American artist manager, agent, and impresario

Jim Halsey is an American artist manager, agent and impresario. He and his staff have guided, promoted or managed the careers of numerous prominent U.S. entertainers - particularly country music stars - including 29 inductees of the Country Music Hall of Fame and 10 inductees of the Rock and Roll Hall of Fame.

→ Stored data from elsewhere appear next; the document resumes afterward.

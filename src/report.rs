use crate::writer::OutputFormat;
use chrono::{DateTime, Utc};
use serde::Serialize;
use std::path::{Path, PathBuf};
use std::time::Duration;

/// Exit status reported when the batch was interrupted.
pub const EXIT_CANCELLED: i32 = 130;

const MAX_FAILURE_EXIT: usize = 125;

#[derive(Debug, Clone, PartialEq, Serialize)]
#[serde(tag = "status", rename_all = "snake_case")]
pub enum FileStatus {
    Converted { outputs: Vec<PathBuf> },
    Displayed,
    Skipped { extension: String },
    Failed { error: String },
}

#[derive(Debug, Clone, Serialize)]
pub struct FileOutcome {
    pub source: PathBuf,
    #[serde(flatten)]
    pub status: FileStatus,
    pub rows: Option<usize>,
    pub columns: Option<usize>,
    pub meta_file: Option<PathBuf>,
    pub duration: Duration,
}

impl FileOutcome {
    pub fn new<P: Into<PathBuf>>(source: P, status: FileStatus) -> Self {
        Self {
            source: source.into(),
            status,
            rows: None,
            columns: None,
            meta_file: None,
            duration: Duration::ZERO,
        }
    }

    pub fn with_shape(mut self, rows: usize, columns: usize) -> Self {
        self.rows = Some(rows);
        self.columns = Some(columns);
        self
    }

    pub fn with_meta_file(mut self, meta_file: Option<PathBuf>) -> Self {
        self.meta_file = meta_file;
        self
    }

    pub fn with_duration(mut self, duration: Duration) -> Self {
        self.duration = duration;
        self
    }

    pub fn is_failed(&self) -> bool {
        matches!(self.status, FileStatus::Failed { .. })
    }
}

/// Per-batch record of what happened to every source file.
#[derive(Debug, Clone, Serialize)]
pub struct ConversionReport {
    pub input: PathBuf,
    pub format: OutputFormat,
    pub display_only: bool,
    pub started_at: DateTime<Utc>,
    pub duration: Duration,
    pub total_files: usize,
    pub files: Vec<FileOutcome>,
    pub cancelled: bool,
}

impl ConversionReport {
    pub fn new(input: &Path, format: OutputFormat, display_only: bool, total_files: usize) -> Self {
        Self {
            input: input.to_path_buf(),
            format,
            display_only,
            started_at: Utc::now(),
            duration: Duration::ZERO,
            total_files,
            files: Vec::new(),
            cancelled: false,
        }
    }

    pub fn push(&mut self, outcome: FileOutcome) {
        self.files.push(outcome);
    }

    pub fn converted_count(&self) -> usize {
        self.files
            .iter()
            .filter(|f| matches!(f.status, FileStatus::Converted { .. }))
            .count()
    }

    pub fn skipped_count(&self) -> usize {
        self.files
            .iter()
            .filter(|f| matches!(f.status, FileStatus::Skipped { .. }))
            .count()
    }

    pub fn failed_count(&self) -> usize {
        self.files.iter().filter(|f| f.is_failed()).count()
    }

    pub fn output_count(&self) -> usize {
        self.files
            .iter()
            .map(|f| match &f.status {
                FileStatus::Converted { outputs } => outputs.len(),
                _ => 0,
            })
            .sum()
    }

    /// Files that were never reached because the batch stopped early.
    pub fn unprocessed_count(&self) -> usize {
        self.total_files.saturating_sub(self.files.len())
    }

    pub fn is_success(&self) -> bool {
        !self.cancelled && self.failed_count() == 0
    }

    /// 0 on success, 130 when cancelled, otherwise the failed file count
    /// clamped to 1..=125.
    pub fn exit_code(&self) -> i32 {
        if self.cancelled {
            return EXIT_CANCELLED;
        }
        match self.failed_count() {
            0 => 0,
            failed => failed.min(MAX_FAILURE_EXIT) as i32,
        }
    }
}
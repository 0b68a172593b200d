use crate::config::ScanConfig;
use regex::Regex;
use std::path::Path;

pub struct FileFilter {
    extension: String,
    exclude_dirs: Vec<String>,
    exclude_patterns: Vec<Regex>,
}

impl FileFilter {
    pub fn new(config: &ScanConfig) -> Self {
        let exclude_patterns = config
            .exclude_patterns
            .iter()
            .filter_map(|pattern| Regex::new(pattern).ok())
            .collect();

        Self {
            extension: config.extension.trim_start_matches('.').to_lowercase(),
            exclude_dirs: config.exclude_dirs.clone(),
            exclude_patterns,
        }
    }

    pub fn extension(&self) -> &str {
        &self.extension
    }

    /// Source files match the configured extension in any letter case and no
    /// exclude pattern.
    pub fn is_source_file(&self, path: &Path) -> bool {
        let matches_extension = path
            .extension()
            .and_then(|s| s.to_str())
            .is_some_and(|ext| ext.to_lowercase() == self.extension);

        matches_extension && !self.matches_any_pattern(&path.to_string_lossy())
    }

    pub fn should_traverse_directory(&self, path: &Path) -> bool {
        let Some(dir_name) = path.file_name().and_then(|s| s.to_str()) else {
            return true;
        };
        let dir_name_lower = dir_name.to_lowercase();

        if self
            .exclude_dirs
            .iter()
            .any(|exclude| exclude.to_lowercase() == dir_name_lower)
        {
            return false;
        }

        if self.matches_any_pattern(&path.to_string_lossy()) {
            return false;
        }

        // hidden directories
        !(dir_name.starts_with('.') && dir_name != "." && dir_name != "..")
    }

    pub fn matches_any_pattern(&self, text: &str) -> bool {
        self.exclude_patterns
            .iter()
            .any(|pattern| pattern.is_match(text))
    }
}

impl Default for FileFilter {
    fn default() -> Self {
        Self::new(&ScanConfig::default())
    }
}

Halsey and his staff have handled the careers of Roy Clark, the Oak Ridge Boys, Waylon Jennings, Reba McEntire, Clint Black, Minnie Pearl, Tammy Wynette, Merle Haggard, Dwight Yoakam, the Judds, Jimmy Dean, Mel Tillis, Lee Greenwood, Hank Thompson, Don Williams, Woody Herman, James Brown, Roy Orbison, Leon Russell, Ricky Nelson, the Righteous Brothers, and many others.

Halsey has organized and presented country music performances, particularly in the central U.S., but also on the coasts and abroad. His 1976 tour, presenting Roy Clark and the Oak Ridge Boys in the Soviet Union, won praise both culturally and in diplomatic circles. Clark's return tour of the USSR in 1988 was the subject of a television documentary. The booking agency division of the Jim Halsey Company, Inc., was sold to the William Morris Agency in 1990; Halsey remained a consultant for several years.

== Early life ==
Jim Halsey was born in Independence, Kansas to Harry E. Halsey Jr. and Carrie Lee (Messick) Halsey. He attended Washington School, junior and senior high school and Independence Junior College. At age twelve, Halsey organized the Junior Marines (ages 9–12) to stimulate war bond sales. They drilled every Saturday at Washington School. Dues were 2 cents per member.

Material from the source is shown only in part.